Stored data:
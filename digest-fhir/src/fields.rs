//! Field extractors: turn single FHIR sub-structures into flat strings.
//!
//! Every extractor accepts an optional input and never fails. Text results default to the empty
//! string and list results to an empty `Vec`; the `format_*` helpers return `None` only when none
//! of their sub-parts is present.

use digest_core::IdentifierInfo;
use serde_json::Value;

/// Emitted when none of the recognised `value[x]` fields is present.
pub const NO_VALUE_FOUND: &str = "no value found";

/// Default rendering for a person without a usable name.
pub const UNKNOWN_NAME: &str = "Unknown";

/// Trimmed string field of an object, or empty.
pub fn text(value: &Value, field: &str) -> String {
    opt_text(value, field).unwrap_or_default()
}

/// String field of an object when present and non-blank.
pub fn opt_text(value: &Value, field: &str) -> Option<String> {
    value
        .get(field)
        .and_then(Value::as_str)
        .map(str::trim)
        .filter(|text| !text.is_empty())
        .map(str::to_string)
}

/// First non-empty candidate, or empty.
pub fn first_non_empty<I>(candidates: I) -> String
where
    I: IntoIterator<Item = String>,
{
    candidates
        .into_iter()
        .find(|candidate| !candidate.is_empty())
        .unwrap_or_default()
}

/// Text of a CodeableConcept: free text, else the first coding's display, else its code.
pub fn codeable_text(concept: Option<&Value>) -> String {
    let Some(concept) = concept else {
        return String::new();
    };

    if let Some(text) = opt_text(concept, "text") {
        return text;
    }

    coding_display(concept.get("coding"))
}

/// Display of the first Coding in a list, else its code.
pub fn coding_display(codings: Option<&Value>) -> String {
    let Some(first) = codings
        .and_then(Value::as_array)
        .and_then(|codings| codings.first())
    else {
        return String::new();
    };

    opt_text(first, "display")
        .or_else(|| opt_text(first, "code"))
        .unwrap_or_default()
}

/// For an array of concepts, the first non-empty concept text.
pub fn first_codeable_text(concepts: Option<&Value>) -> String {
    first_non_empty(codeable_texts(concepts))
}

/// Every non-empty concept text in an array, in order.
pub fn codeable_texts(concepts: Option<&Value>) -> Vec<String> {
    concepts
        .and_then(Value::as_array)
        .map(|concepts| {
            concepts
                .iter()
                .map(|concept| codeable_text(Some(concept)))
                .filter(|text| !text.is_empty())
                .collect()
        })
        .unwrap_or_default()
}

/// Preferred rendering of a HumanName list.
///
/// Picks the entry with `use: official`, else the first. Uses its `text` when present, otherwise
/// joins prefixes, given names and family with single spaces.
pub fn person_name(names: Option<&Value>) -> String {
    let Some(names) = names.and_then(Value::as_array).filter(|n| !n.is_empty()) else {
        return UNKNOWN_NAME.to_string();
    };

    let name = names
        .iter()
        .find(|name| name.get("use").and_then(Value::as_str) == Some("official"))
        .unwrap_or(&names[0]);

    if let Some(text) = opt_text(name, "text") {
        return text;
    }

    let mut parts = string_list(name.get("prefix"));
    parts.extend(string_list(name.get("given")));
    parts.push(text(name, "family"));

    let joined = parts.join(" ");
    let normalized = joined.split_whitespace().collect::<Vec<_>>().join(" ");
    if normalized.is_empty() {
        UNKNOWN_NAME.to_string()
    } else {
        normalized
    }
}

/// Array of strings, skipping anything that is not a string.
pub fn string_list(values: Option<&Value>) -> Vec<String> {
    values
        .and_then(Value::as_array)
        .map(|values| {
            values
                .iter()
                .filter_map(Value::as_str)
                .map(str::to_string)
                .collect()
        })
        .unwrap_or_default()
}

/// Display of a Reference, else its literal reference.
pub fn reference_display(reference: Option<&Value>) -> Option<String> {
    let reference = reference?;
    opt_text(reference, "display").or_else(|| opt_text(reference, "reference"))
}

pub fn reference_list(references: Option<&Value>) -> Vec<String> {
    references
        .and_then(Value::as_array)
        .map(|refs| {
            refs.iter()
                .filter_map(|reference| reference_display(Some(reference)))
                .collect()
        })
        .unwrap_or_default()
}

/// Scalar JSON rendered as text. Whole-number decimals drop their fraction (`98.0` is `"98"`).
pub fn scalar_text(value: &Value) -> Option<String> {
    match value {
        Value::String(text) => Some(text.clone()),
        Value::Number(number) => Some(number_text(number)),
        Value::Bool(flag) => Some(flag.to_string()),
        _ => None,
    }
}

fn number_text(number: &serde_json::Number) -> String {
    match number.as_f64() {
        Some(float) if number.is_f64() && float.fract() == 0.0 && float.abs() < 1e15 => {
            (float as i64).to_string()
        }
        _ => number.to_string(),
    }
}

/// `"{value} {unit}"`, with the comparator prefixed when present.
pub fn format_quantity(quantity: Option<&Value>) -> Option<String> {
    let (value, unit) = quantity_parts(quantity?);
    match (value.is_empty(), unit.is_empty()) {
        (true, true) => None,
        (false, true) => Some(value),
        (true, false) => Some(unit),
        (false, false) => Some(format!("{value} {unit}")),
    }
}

TASK ITEM
Restate the data word for word. Begin at its first line, end at the line that contains "only when none", and include both.

TASK RESPONSE
filename digest-fhir/src/fields.rs
//! Field extractors: turn single FHIR sub-structures into flat strings.
//!
//! Every extractor accepts an optional input and never fails. Text results default to the empty
//! string and list results to an empty `Vec`; the `format_*` helpers return `None` only when none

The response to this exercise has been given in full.